URBANST 114: Urban Culture in Global Perspective (ANTHRO 126)

Core course for Urban Studies majors. We will study urban space both historically and cross-culturally. Urban Studies, by definition, is an interdisciplinary field, where the methodological approaches draw upon a diverse set of analytic tools. Disciplines that occupy a prominent place in this class are geography, cultural anthropology, sociology, history, media studies, and literature. In this context, we will discuss the importance of cities around the world to the economic, cultural, and political well-being of modern societies and examine how forces such as industrialization, decentralization, and globalization affect the structure and function of cities.
Terms: given next year | Units: 5 | UG Reqs: GER:DB-SocSci, WAY-ED, WAY-SI | Grading: Letter (ABCD/NP)

URBANST 122: Ethics and Politics of Public Service (CSRE 178, ETHICSOC 133, HUMBIO 178, PHIL 175A, PHIL 275A, POLISCI 133, PUBLPOL 103D)

Ethical and political questions in public service work, including volunteering, service learning, humanitarian assistance, and public service professions such as medicine and teaching. Motives and outcomes in service work. Connections between service work and justice. Is mandatory service an oxymoron? History of public service in the U.S. Issues in crosscultural service work. Integration with the Haas Center for Public Service to connect service activities and public service aspirations with academic experiences at Stanford.
Terms: Spr | Units: 3-5 | UG Reqs: GER:DB-SocSci, WAY-ED, WAY-ER | Grading: Letter or Credit/No Credit

URBANST 125: Shades of Green: Redesigning and Rethinking the Environmental Justice Movements (CSRE 125E, EARTHSYS 125, EARTHSYS 225)

Historically, discussions of race, ethnicity, culture, and equity in the environment have been relegated to the environmental justice movement, which often focuses on urban environmental degradation and remains separated from other environmental movements. This course will seek to break out of this limiting discussion. We will explore access to outdoor spaces, definitions of wilderness, who is and isn't included in environmental organizations, gender and the outdoors, how colonialism has influenced ways of knowing, and the future of climate change. The course will also have a design thinking community partnership project. Students will work with partner organizations to problem-solve around issues of access and diversity. We value a diversity of experiences and epistemological beliefs, and therefore undergraduates and graduate students from all disciplines are welcome.
Terms: Win | Units: 3-5 | UG Reqs: WAY-ED | Grading: Letter (ABCD/NP)

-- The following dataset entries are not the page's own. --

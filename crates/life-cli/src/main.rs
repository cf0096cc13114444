//! L.I.F.E. CLI
//!
//! Command-line front end for the adaptive trait engine.
//!
//! # Commands
//!
//! - `simulate`: Generate a deterministic synthetic batch document
//! - `batch`: Aggregate a batch document and report statistics
//! - `project`: Project an ad-hoc trait vector
//! - `update`: Apply a single linear or saturating update
//!
//! Exit codes: 0 success, 1 general error, 2 invalid configuration,
//! 3 invalid input, 4 I/O or serialization failure.

use clap::{Parser, Subcommand};
use tracing_subscriber::{fmt, EnvFilter};

mod commands;
mod document;
mod error;

/// L.I.F.E. adaptive trait engine
#[derive(Parser)]
#[command(name = "life-cli")]
#[command(version)]
#[command(about = "Simulate, update, project and aggregate adaptive traits")]
#[command(propagate_version = true)]
struct Cli {
    /// Verbosity level (-v, -vv, -vvv)
    #[arg(short, long, action = clap::ArgAction::Count, global = true)]
    verbose: u8,

    #[command(subcommand)]
    command: Commands,
}

#[derive(Subcommand)]
enum Commands {
    /// Generate a synthetic batch document
    Simulate(commands::simulate::SimulateArgs),
    /// Process a batch document
    ///
    /// Failing entities are reported and excluded from the statistics;
    /// the rest of the batch still runs.
    Batch(commands::batch::BatchArgs),
    /// Project trait values into normalized weights
    Project(commands::project::ProjectArgs),
    /// Apply one trait update
    Update(commands::update::UpdateArgs),
}

fn main() {
    let cli = Cli::parse();

    let filter = match cli.verbose {
        0 => EnvFilter::try_from_default_env().unwrap_or_else(|_| EnvFilter::new("warn")),
        1 => EnvFilter::new("info"),
        2 => EnvFilter::new("debug"),
        _ => EnvFilter::new("trace"),
    };

    fmt()
        .with_env_filter(filter)
        .with_target(true)
        .with_level(true)
        .with_writer(std::io::stderr)
        .init();

    let exit_code = match cli.command {
        Commands::Simulate(args) => commands::simulate::handle_simulate(args),
        Commands::Batch(args) => commands::batch::handle_batch(args),
        Commands::Project(args) => commands::project::handle_project(args),
        Commands::Update(args) => commands::update::handle_update(args),
    };

    std::process::exit(exit_code);
}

URBANST 126: Spirituality and Nonviolent Urban and Social Transformation (CSRE 162A, RELIGST 162X)

A life of engagement in social transformation is often built on a foundation of spiritual and religious commitments. Case studies of nonviolent social change agents including Rosa Parks in the civil rights movement, César Chávez in the labor movement, and WIlliam Sloane Coffin in the peace movement; the religious and spiritual underpinnings of their commitments. Theory and principles of nonviolence. Films and readings. Service learning component includes placements in organizations engaged in social transformation. Service Learning Course (certified by Haas Center).
Terms: Win | Units: 3 | UG Reqs: GER:DB-Hum, WAY-ED, WAY-SI | Grading: Letter (ABCD/NP)

URBANST 141: Gentrification (AFRICAAM 241A, CSRE 141)

Neighborhoods in the Bay Area and around the world are undergoing a transformation known as gentrification. Middle- and upper-income people are moving into what were once low-income areas, and housing costs are on the rise. Tensions between newcomers and old timers, who are often separated by race, ethnicity, or sexual orientation, can erupt; high rents may force long-time residents to leave. In this class we will move beyond simplistic media depictions to explore the complex history, nature, causes and consequences of this process. Students will learn through readings, films, class discussions, and engagement with a local community organization. (Cardinal Course certified by the Haas Center)
Terms: Spr | Units: 5 | UG Reqs: WAY-ED, WAY-SI | Grading: Letter (ABCD/NP)
Instructors: Kahan, M. (PI)

URBANST 145: International Urbanization Seminar: Cross-Cultural Collaboration for Sustainable Urban Development (CEE 126, EARTHSYS 138, IPS 274)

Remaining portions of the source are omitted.